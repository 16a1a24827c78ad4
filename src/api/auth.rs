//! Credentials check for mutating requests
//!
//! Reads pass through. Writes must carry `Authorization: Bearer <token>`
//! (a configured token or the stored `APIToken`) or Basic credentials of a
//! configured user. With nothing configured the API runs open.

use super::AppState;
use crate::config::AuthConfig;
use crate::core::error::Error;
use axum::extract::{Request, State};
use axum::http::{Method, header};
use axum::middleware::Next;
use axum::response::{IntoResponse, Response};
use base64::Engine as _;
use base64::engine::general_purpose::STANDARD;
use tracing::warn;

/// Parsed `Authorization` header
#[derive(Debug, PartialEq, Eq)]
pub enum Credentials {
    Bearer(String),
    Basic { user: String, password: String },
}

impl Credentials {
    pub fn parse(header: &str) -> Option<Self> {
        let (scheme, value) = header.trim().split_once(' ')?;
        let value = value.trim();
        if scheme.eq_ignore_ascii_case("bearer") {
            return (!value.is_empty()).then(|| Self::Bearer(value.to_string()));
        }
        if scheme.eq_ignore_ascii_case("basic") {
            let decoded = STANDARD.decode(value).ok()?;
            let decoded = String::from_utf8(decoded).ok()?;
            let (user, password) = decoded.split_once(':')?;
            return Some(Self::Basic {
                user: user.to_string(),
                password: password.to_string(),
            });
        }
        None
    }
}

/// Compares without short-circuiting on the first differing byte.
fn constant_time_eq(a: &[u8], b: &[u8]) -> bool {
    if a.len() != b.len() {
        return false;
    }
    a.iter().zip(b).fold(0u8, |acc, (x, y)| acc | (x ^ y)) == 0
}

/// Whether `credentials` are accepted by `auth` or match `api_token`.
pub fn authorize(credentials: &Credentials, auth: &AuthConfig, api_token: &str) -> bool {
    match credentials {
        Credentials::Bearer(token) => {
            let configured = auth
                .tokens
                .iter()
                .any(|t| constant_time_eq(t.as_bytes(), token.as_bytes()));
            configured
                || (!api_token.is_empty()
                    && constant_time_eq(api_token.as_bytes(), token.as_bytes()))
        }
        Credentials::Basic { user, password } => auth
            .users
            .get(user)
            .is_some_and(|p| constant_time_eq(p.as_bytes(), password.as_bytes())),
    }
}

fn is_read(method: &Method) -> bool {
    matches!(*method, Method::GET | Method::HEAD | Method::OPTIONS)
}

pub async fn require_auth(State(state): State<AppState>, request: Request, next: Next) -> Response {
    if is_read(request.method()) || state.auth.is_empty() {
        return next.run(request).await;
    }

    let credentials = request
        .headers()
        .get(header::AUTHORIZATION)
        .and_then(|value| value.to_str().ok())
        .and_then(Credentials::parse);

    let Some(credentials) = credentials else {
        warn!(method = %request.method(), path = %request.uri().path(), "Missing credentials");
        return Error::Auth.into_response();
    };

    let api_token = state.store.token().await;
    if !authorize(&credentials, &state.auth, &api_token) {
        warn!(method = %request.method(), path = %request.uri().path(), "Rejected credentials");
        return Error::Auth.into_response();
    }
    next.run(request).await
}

...

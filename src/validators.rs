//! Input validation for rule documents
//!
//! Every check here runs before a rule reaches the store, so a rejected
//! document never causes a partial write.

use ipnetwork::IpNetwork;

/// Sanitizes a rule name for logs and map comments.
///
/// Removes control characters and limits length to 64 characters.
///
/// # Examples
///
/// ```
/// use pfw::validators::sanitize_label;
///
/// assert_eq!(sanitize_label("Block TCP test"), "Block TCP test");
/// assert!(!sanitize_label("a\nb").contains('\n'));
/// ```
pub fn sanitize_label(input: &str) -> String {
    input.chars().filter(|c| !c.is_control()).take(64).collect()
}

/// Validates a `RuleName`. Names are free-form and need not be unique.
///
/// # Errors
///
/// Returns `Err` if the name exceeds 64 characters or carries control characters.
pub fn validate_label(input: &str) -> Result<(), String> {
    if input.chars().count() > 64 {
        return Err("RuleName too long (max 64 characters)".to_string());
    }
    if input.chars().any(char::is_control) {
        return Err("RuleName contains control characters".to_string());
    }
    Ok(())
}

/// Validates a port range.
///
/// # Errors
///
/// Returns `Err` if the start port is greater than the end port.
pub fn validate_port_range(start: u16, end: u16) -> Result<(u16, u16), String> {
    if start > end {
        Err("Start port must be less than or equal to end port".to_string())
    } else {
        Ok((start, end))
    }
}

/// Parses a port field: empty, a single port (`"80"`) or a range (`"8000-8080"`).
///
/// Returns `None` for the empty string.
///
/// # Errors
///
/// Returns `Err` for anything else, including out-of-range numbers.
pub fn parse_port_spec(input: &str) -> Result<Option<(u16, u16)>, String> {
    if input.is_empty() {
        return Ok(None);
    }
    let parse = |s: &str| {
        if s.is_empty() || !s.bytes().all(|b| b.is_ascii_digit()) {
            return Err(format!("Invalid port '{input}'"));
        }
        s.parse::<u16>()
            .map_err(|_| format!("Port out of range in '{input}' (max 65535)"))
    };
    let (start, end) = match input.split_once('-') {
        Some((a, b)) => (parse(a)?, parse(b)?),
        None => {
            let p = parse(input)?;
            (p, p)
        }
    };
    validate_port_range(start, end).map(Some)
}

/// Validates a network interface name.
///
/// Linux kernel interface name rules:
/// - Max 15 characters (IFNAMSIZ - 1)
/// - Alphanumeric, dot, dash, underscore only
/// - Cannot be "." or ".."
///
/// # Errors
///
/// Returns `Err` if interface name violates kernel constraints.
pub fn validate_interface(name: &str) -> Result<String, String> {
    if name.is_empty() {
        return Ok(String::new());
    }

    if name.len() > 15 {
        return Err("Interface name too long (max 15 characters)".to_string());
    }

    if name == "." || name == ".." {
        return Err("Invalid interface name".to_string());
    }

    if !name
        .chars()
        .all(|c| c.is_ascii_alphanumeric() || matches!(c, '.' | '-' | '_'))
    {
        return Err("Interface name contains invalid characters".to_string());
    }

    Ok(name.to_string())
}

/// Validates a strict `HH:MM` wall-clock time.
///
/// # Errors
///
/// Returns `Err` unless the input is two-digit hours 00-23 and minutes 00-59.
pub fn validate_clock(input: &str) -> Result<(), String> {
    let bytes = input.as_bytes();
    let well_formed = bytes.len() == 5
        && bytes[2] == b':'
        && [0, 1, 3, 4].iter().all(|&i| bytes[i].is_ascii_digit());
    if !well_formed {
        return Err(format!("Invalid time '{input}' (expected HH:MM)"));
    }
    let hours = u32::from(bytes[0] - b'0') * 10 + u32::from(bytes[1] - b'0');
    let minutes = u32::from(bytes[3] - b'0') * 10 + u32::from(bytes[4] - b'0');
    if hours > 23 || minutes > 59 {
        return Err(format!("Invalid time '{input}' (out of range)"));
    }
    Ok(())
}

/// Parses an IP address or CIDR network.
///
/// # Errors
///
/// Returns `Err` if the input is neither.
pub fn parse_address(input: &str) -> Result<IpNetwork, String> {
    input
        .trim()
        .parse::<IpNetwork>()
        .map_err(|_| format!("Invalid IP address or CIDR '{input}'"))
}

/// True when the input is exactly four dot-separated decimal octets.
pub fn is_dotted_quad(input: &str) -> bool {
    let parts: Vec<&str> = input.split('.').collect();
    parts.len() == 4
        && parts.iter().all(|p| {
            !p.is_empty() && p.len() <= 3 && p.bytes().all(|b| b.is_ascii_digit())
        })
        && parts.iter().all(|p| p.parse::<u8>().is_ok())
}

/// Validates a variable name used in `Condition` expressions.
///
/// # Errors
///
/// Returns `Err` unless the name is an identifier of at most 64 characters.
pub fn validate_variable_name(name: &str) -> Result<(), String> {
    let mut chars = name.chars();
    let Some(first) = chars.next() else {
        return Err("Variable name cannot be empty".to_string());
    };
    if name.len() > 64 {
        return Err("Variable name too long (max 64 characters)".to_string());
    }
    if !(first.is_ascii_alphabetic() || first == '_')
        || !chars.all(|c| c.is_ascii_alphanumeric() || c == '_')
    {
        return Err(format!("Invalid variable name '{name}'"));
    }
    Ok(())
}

YOUR TASK - Please copy, exactly as written, every line in the listing above from the line with "repository 16a1a24827c78ad4" up to and including the line with "use base64::Engine as _;".

ANSWER FOR THIS EXERCISE -
repository 16a1a24827c78ad4
filename src/api/auth.rs
//! Credentials check for mutating requests
//!
//! Reads pass through. Writes must carry `Authorization: Bearer <token>`
//! (a configured token or the stored `APIToken`) or Basic credentials of a
//! configured user. With nothing configured the API runs open.

use super::AppState;
use crate::config::AuthConfig;
use crate::core::error::Error;
use axum::extract::{Request, State};
use axum::http::{Method, header};
use axum::middleware::Next;
use axum::response::{IntoResponse, Response};
use base64::Engine as _;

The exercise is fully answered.